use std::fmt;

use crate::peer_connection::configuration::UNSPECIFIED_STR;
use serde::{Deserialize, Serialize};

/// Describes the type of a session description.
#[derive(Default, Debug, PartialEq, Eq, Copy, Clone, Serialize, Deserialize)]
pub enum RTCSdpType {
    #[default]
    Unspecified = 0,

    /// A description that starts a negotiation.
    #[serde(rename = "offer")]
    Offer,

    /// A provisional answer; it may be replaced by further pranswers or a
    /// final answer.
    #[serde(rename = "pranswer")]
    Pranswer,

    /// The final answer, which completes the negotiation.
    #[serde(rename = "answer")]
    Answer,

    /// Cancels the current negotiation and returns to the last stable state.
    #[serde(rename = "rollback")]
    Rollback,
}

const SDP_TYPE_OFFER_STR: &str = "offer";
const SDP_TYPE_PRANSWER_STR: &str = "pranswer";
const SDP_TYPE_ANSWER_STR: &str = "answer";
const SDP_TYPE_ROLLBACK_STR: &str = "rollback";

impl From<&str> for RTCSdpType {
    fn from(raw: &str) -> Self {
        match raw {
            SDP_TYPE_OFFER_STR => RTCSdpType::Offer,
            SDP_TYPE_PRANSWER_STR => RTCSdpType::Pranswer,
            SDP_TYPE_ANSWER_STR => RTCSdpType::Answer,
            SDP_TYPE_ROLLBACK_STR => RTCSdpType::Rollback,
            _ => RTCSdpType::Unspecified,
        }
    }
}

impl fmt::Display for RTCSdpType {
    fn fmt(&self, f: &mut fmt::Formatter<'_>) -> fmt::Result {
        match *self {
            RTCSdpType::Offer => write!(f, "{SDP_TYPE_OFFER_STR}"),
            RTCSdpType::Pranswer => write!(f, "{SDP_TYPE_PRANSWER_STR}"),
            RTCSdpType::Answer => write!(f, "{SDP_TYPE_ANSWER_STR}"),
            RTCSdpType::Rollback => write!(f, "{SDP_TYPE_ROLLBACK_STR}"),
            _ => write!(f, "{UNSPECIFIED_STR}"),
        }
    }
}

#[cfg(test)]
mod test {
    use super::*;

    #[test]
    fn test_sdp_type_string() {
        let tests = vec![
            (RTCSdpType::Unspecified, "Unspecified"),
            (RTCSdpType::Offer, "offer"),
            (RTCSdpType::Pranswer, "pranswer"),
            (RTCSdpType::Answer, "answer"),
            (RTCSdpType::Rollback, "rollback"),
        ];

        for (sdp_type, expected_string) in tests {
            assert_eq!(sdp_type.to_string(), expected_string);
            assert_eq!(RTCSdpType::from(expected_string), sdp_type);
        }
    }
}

ASSIGNED TASK: Among the records above, count the lines that include the word "serde" and state the number by itself.

TASK RESPONSE: 5